3Ein erster Schritt besteht darin, Klarheit darüber zu gewinnen, welche Rolle der Diskurs dabei spielt, und eine Praxis zu verstehen, die traditionell durch lange Lehrzeit angeeignet wurde. Die übliche (falsche) Überzeugung in unserem digitalen Zeitalter, daß Bedeutung einfach gleichzusetzen ist mit der Kommunikation von „Information", drängt noch mehr zu dieser Diskussion. Die Verwirklichung eines Projekts verlangt offensichtlich verschiedene Arten von spezialisiertem Wissen. Aber gibt es einen Weg, wie wir fassen könnten, was essentiell für einen Architekturdiskurs ist? Gibt es ein Sprachmodell, das zu einer vorläufigen Hierarchie von notwendigem Wissens zur Realisierung architekonischer Arbeit führen könnte?
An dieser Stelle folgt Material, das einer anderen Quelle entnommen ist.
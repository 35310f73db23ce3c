mod app;
mod command;
mod tabs;
mod ui;
mod widgets;

use std::io::{self, BufRead, Write as _};
use std::path::PathBuf;
use std::time::Duration;

use anyhow::{Context, Result};
use crossterm::{
    event::{self as ct_event, Event, KeyEventKind},
    execute,
    terminal::{disable_raw_mode, enable_raw_mode, EnterAlternateScreen, LeaveAlternateScreen},
};
use ratatui::backend::CrosstermBackend;
use ratatui::Terminal;

use fe_core::config::Config;

use crate::app::App;

fn main() -> Result<()> {
    // Parse CLI args (simple, no clap dependency).
    let args: Vec<String> = std::env::args().collect();
    let headless = args.iter().any(|a| a == "--headless");
    let config_path = args
        .iter()
        .position(|a| a == "--config")
        .and_then(|i| args.get(i + 1))
        .map(PathBuf::from);

    let config = match config_path {
        Some(path) => Config::load_from(&path)
            .with_context(|| format!("loading config from {}", path.display()))?,
        None => Config::load().context("loading config")?,
    };

    // The terminal owns stdout in both modes; logs go to stderr at warn
    // unless the config asks for more.
    let level = if config.general.log_level.eq_ignore_ascii_case("info") {
        "warn"
    } else {
        config.general.log_level.as_str()
    };
    fe_telemetry::logging::init("flowenergy-tui", level, config.general.log_json);

    let app = App::from_config(&config)?;

    if headless {
        return run_headless(app);
    }

    // Set up panic hook to restore terminal on panic.
    let original_hook = std::panic::take_hook();
    std::panic::set_hook(Box::new(move |panic_info| {
        let _ = restore_terminal();
        original_hook(panic_info);
    }));

    let result = run(app);

    restore_terminal()?;
    result
}

/// Run the interactive TUI with the standard crossterm backend.
fn run(mut app: App) -> Result<()> {
    enable_raw_mode()?;
    let mut stdout = io::stdout();
    execute!(stdout, EnterAlternateScreen)?;
    let backend = CrosstermBackend::new(stdout);
    let mut terminal = Terminal::new(backend)?;

    tracing::info!(tier = %app.tier(), "tui started");

    loop {
        terminal.draw(|frame| {
            ui::render(frame, &app);
        })?;

        if ct_event::poll(Duration::from_millis(250))? {
            if let Event::Key(key) = ct_event::read()? {
                // One action per physical press; ignore repeats and releases.
                if key.kind == KeyEventKind::Press {
                    app.on_key(key);
                }
            }
        }

        if app.should_quit {
            break;
        }
    }

    Ok(())
}

/// Headless mode: reads JSON or `:` commands from stdin, writes JSON events
/// to stdout. No terminal rendering.
///
/// Usage: `echo '{"cmd":"query_state"}' | flowenergy-tui --headless`
fn run_headless(mut app: App) -> Result<()> {
    let (session, trace_id) = fe_telemetry::tracing_setup::create_operation_span("headless");
    let _session = session.enter();
    emit_event(&serde_json::json!({
        "event": "started",
        "tabs": app::TAB_NAMES.len(),
        "tier": app.tier().as_str(),
    }));

    let stdin = io::stdin();
    for line in stdin.lock().lines() {
        let line = match line {
            Ok(l) => l,
            Err(_) => break,
        };
        let line = line.trim();
        if line.is_empty() {
            continue;
        }

        // Try JSON command first, then text command
        let cmd = command::parse_json_command(line).or_else(|| command::parse_command(line));

        match cmd {
            Some(cmd) => {
                let span = fe_telemetry::tracing_setup::create_child_span(&trace_id, "command");
                let _guard = span.enter();
                tracing::debug!(command = ?cmd, "executing");
                let prev_tab = app.current_tab;
                let prev_tier = app.tier();
                let prev_clicks = app.upgrade_clicks;
                let result = command::execute_command(&mut app, cmd);

                if app.current_tab != prev_tab {
                    emit_event(&serde_json::json!({
                        "event": "tab_changed",
                        "tab": app.current_tab,
                        "tab_name": app::TAB_NAMES[app.current_tab],
                    }));
                }
                if app.tier() != prev_tier {
                    emit_event(&serde_json::json!({
                        "event": "plan_changed",
                        "tier": app.tier().as_str(),
                    }));
                }
                if app.upgrade_clicks != prev_clicks {
                    emit_event(&serde_json::json!({
                        "event": "upgrade_clicked",
                        "clicks": app.upgrade_clicks,
                    }));
                }

                match result {
                    Some(json_str) => {
                        println!("{}", json_str);
                        let _ = io::stdout().flush();
                    }
                    None => match &app.notice {
                        Some(notice) => emit_event(&serde_json::json!({
                            "event": "ok",
                            "notice": notice,
                        })),
                        None => emit_event(&serde_json::json!({"event": "ok"})),
                    },
                }
            }
            None => {
                emit_event(&serde_json::json!({
                    "event": "error",
                    "message": format!("unknown command: {}", line),
                }));
            }
        }

        if app.should_quit {
            emit_event(&serde_json::json!({"event": "quit"}));
            break;
        }
    }

    Ok(())
}

fn emit_event(value: &serde_json::Value) {
    if let Ok(s) = serde_json::to_string(value) {
        println!("{}", s);
        let _ = io::stdout().flush();
    }
}

fn restore_terminal() -> Result<()> {
    disable_raw_mode()?;
    let mut stdout = io::stdout();
    execute!(stdout, LeaveAlternateScreen)?;
    Ok(())
}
4Seit dem Beginn unserer Tradition, wie sie in Vitruvs 10 Bücher reflektiert wird, wurden einige Aspekte des für Architekten notwendigen Wissens als techne berühmt - ein beständiger Diskurs, der sich hauptsächlich mit mathemata beschäftigt und der über ein „wissenschaftliches" Traktat vermittelt werden konnte. Nichts desto trotz hat die traditionelle Theorie immer anerkannt, daß die wesentlichen Fragen nach Bedeutung und Angemessenheit nicht auf dieser Diskursebene gefunden werden können. Angemessenheit (decorum) wurde immer in Relation zur Geschichte verstanden, zur Fähigkeit des Architekten, die vorliegende Arbeit in Relation zur Vergangenheit zu verstehen, die z.B. in Geschichten vermittelt und in prä-modernen Zeiten auch mit mythischen Vorläufern identifiziert wurde.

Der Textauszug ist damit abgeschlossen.